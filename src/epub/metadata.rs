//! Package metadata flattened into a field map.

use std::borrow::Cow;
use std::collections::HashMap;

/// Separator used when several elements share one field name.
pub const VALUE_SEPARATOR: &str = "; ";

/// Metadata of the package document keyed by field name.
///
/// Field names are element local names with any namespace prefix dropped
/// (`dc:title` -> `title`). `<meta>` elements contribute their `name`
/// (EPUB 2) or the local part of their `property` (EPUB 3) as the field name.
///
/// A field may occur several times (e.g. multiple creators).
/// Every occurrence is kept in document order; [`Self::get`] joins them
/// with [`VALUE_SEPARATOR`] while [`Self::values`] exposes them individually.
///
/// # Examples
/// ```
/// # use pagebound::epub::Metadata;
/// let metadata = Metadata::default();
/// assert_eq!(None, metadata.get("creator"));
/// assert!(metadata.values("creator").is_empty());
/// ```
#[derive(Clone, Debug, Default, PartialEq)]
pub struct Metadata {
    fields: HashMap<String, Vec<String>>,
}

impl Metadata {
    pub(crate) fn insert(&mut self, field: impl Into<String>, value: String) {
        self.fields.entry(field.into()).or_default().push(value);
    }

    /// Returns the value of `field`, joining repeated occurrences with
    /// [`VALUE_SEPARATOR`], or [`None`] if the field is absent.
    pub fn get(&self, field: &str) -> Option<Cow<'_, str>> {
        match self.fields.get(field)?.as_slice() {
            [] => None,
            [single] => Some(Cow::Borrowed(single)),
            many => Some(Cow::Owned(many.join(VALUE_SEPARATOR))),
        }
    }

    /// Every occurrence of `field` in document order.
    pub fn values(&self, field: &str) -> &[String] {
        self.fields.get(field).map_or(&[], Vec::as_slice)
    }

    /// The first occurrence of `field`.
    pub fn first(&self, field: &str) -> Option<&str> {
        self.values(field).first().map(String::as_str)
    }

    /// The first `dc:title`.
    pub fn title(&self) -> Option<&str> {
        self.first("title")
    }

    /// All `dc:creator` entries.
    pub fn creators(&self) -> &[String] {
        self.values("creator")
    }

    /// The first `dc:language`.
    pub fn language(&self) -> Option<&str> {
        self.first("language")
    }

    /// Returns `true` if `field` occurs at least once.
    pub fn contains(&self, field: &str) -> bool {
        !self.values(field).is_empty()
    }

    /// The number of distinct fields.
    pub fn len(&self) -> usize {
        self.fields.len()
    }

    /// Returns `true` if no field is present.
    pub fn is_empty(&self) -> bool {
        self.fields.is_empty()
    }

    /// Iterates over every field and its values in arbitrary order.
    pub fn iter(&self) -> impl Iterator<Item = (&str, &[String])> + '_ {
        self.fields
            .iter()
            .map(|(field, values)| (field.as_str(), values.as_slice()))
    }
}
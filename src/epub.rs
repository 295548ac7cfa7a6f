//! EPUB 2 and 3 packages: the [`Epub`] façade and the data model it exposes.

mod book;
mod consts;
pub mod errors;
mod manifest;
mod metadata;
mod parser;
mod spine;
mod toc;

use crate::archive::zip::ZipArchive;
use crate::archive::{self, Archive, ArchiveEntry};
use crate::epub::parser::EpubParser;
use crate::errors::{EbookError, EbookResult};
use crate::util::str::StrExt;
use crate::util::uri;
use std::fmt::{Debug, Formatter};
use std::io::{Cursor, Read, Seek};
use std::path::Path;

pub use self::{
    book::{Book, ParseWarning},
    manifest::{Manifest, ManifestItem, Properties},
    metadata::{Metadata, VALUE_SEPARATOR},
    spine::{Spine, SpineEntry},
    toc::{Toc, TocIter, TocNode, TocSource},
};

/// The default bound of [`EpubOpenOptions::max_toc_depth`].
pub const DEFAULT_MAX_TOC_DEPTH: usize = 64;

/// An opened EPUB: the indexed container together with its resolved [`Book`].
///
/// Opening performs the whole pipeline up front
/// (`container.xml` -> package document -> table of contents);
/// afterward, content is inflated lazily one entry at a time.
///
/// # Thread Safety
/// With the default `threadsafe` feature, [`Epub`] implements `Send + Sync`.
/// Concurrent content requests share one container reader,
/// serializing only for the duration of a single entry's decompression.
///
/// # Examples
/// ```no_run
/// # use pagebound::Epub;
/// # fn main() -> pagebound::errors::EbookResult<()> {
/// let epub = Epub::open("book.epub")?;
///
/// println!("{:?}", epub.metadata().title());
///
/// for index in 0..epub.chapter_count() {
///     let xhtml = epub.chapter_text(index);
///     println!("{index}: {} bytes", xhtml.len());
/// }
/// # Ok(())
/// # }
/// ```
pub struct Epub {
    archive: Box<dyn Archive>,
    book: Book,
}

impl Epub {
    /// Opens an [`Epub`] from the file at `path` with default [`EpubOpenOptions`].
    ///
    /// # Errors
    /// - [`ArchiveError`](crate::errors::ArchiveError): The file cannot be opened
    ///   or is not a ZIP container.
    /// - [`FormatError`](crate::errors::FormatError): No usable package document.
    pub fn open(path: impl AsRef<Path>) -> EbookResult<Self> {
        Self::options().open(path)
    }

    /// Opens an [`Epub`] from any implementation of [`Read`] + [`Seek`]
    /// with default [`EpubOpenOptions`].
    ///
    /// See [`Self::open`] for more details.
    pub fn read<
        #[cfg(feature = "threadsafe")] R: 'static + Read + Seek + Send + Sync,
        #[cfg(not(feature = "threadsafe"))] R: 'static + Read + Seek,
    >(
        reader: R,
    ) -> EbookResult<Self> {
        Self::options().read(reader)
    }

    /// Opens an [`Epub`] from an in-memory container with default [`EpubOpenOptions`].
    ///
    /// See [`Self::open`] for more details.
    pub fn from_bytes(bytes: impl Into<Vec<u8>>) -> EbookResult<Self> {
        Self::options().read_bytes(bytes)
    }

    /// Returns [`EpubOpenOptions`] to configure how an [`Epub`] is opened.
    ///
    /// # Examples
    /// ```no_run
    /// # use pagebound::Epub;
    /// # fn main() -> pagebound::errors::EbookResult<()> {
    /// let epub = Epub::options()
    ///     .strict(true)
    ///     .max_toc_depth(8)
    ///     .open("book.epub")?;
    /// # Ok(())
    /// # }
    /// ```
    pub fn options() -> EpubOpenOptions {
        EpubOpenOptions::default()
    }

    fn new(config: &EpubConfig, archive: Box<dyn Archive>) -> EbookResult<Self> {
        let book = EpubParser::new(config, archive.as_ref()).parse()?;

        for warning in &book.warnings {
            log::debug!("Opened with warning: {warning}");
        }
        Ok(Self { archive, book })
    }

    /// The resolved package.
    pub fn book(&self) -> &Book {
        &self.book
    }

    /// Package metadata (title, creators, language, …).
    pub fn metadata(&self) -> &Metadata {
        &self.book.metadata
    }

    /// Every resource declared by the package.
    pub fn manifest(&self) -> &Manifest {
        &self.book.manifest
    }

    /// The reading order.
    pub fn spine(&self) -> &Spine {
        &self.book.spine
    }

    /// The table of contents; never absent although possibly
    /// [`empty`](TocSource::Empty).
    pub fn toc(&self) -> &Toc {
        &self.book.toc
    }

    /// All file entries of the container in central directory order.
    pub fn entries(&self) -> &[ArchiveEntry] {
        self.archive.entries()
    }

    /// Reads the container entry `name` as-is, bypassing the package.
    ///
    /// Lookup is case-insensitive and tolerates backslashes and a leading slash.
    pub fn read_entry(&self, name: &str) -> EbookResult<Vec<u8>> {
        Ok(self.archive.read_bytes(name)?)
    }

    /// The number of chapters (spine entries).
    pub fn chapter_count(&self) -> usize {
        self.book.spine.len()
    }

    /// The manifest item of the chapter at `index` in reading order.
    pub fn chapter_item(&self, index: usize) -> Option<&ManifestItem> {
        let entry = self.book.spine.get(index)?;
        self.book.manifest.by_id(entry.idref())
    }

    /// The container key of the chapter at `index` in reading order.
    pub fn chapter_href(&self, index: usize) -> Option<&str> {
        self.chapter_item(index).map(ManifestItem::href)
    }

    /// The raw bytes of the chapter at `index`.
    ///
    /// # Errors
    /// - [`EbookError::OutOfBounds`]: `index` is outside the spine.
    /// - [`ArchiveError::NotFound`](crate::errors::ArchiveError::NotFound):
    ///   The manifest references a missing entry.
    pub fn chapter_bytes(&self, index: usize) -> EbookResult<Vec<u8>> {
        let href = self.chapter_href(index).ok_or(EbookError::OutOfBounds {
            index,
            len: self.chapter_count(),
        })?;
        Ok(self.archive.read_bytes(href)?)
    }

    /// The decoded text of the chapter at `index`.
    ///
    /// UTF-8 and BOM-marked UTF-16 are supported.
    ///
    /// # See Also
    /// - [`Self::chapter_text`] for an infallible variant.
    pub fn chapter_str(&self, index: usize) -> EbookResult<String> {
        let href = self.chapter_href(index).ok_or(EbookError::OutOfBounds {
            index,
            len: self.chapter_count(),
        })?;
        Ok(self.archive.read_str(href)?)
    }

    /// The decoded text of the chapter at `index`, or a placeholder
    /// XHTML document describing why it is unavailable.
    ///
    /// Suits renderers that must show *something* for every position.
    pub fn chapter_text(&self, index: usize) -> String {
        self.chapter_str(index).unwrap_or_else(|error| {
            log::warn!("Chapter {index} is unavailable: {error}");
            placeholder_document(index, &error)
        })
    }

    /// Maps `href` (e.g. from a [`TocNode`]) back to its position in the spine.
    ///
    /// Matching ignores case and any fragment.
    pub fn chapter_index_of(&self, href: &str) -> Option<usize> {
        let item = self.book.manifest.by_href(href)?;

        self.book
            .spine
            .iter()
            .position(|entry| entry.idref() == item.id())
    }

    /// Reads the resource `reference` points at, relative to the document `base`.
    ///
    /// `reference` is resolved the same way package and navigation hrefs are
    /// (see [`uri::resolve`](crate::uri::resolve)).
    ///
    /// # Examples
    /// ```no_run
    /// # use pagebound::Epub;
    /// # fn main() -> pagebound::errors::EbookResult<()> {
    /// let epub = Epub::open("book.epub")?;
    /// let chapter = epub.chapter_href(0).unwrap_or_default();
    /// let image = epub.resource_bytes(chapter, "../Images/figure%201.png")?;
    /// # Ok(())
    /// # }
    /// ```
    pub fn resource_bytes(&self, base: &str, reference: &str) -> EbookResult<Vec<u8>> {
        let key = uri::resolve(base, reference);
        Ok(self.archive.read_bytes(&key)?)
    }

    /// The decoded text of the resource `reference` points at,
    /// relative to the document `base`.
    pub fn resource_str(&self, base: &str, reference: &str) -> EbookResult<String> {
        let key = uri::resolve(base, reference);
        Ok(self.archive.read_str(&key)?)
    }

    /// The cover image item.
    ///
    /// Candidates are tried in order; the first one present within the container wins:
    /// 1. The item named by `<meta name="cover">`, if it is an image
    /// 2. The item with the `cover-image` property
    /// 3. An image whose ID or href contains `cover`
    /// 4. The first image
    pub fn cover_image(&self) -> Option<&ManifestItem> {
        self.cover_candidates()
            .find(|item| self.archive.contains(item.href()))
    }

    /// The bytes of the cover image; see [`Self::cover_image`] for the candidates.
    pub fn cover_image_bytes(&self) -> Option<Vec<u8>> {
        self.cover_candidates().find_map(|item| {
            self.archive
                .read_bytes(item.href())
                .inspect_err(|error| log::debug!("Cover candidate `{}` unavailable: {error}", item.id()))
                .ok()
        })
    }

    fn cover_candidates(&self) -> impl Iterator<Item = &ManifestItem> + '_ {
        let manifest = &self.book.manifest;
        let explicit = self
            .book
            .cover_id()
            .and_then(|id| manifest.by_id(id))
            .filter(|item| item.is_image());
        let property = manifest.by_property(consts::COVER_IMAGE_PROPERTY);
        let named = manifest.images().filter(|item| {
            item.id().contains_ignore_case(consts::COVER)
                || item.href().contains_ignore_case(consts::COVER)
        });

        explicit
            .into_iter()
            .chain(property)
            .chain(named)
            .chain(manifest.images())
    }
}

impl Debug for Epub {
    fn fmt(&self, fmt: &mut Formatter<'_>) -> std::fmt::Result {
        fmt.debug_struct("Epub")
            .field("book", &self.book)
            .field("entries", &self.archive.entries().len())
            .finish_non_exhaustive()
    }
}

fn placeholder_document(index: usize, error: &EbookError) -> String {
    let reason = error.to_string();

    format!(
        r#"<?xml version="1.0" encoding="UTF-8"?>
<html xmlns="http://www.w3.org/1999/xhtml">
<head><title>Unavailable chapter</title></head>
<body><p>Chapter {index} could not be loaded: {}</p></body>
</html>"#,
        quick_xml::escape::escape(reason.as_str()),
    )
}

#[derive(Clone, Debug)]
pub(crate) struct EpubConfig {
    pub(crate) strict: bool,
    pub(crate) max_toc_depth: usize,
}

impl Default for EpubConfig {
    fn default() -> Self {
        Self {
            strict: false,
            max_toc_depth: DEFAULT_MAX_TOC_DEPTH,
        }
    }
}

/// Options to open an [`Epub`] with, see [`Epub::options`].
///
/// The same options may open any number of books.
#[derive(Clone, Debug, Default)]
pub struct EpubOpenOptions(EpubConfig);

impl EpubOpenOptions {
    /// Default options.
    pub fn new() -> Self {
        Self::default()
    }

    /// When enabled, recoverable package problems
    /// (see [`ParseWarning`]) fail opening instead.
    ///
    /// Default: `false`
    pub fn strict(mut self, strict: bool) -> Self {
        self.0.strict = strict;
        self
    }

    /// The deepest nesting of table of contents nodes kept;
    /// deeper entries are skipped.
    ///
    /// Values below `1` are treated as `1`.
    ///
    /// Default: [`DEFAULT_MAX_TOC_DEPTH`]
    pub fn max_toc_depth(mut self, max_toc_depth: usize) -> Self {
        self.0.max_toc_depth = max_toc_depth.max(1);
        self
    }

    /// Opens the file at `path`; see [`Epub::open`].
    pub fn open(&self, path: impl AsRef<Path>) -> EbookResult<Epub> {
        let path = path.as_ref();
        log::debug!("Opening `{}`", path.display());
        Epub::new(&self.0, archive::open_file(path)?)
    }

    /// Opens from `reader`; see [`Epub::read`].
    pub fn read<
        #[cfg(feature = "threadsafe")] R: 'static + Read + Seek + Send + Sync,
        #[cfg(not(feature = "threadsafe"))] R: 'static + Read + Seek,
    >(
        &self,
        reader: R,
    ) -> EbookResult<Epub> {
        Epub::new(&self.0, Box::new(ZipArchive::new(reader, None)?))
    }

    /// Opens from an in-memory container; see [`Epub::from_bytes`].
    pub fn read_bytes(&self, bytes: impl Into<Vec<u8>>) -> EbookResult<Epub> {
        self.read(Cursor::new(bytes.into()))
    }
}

=-=-=

**What is required:** Print exactly the lines above, between the one holding "self.chapter_item(index).map(ManifestItem::href)" and the one holding "outside the spine.", inclusive, and nothing besides.

**Answer box:**
        self.chapter_item(index).map(ManifestItem::href)
    }

    /// The raw bytes of the chapter at `index`.
    ///
    /// # Errors
    /// - [`EbookError::OutOfBounds`]: `index` is outside the spine.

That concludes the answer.